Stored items
_ _ _ _

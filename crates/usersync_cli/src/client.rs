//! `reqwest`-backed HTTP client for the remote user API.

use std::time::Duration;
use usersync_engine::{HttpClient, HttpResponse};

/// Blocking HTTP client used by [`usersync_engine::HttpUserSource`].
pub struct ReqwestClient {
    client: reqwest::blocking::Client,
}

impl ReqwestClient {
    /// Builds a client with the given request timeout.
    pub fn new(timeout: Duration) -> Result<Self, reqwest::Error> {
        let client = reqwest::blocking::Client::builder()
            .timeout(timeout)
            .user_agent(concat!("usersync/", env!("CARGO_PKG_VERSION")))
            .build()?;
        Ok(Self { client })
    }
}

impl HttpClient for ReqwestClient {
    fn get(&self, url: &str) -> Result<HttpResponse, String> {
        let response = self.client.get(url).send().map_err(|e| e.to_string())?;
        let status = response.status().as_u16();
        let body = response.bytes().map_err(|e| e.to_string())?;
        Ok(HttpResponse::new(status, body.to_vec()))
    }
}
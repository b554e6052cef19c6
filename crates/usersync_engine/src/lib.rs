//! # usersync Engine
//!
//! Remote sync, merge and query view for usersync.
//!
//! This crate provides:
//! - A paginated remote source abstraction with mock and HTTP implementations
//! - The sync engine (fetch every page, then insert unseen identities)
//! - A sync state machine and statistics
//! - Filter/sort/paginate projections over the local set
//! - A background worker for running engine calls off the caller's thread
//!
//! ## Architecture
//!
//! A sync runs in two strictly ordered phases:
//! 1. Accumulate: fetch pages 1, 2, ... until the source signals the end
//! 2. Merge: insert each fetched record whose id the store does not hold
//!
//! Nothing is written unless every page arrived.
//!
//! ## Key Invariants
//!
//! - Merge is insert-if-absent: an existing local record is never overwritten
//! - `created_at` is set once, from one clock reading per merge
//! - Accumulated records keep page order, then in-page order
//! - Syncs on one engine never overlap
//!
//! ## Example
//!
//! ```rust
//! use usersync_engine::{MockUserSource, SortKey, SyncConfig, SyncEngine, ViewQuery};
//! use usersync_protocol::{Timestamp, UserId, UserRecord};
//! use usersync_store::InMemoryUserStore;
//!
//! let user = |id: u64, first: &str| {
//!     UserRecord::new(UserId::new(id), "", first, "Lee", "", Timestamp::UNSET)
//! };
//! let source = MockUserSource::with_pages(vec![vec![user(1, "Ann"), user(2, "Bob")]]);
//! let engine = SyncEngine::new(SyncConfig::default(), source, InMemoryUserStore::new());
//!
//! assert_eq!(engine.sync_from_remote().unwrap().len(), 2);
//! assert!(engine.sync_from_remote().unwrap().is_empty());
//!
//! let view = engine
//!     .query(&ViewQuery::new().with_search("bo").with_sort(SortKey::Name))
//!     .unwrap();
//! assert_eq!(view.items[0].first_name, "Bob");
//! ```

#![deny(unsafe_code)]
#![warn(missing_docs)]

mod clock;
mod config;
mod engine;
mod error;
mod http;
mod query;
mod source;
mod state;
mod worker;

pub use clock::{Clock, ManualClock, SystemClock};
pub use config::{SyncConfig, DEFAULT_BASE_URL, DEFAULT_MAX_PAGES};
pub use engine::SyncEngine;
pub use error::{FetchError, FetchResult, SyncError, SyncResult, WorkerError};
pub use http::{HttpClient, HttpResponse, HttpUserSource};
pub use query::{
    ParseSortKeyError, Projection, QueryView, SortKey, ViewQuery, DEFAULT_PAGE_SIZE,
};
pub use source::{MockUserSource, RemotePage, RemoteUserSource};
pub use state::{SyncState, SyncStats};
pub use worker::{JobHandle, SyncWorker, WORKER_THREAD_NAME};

_ _ _ _

[Task]:
Please find all lines of the entries that hold the string "unwrap" and copy them.

[Answer to the problem]:
//! assert_eq!(engine.sync_from_remote().unwrap().len(), 2);
//! assert!(engine.sync_from_remote().unwrap().is_empty());
//!     .unwrap();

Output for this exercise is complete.